- Work instructions -
Each record below is to be set down again precisely.
*** Opening Supplied records ***
//! Core pipeline orchestration for docdigest.
//!
//! This crate ties together crawling, splitting, and the map and reduce
//! stages into an end-to-end workflow (`run_digest`), plus planning for
//! per-subdirectory batch runs.

pub mod batch;
pub mod map;
pub mod packing;
pub mod pipeline;
pub mod progress;
pub mod prompts;
pub mod reduce;

#[cfg(test)]
pub(crate) mod testing;

pub use map::{WorkUnit, map_stage, plan_work_units};
pub use pipeline::{
    DEFAULT_QUESTION, DigestConfig, DigestResult, persist_answer, resolve_question,
    run_and_persist, run_digest,
};
pub use progress::{ProgressReporter, QueryCounter, QueryRunner, SilentProgress};
pub use reduce::{ReductionBatch, approx_token_count, greedy_pack, reduce_stage};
*** Closing Supplied records ***
- Output for this task -
//! Core pipeline orchestration for docdigest.
//!
//! This crate ties together crawling, splitting, and the map and reduce
//! stages into an end-to-end workflow (`run_digest`), plus planning for
//! per-subdirectory batch runs.

pub mod batch;
pub mod map;
pub mod packing;
pub mod pipeline;
pub mod progress;
pub mod prompts;
pub mod reduce;

#[cfg(test)]
pub(crate) mod testing;

pub use map::{WorkUnit, map_stage, plan_work_units};
pub use pipeline::{
    DEFAULT_QUESTION, DigestConfig, DigestResult, persist_answer, resolve_question,
    run_and_persist, run_digest,
};
pub use progress::{ProgressReporter, QueryCounter, QueryRunner, SilentProgress};
pub use reduce::{ReductionBatch, approx_token_count, greedy_pack, reduce_stage};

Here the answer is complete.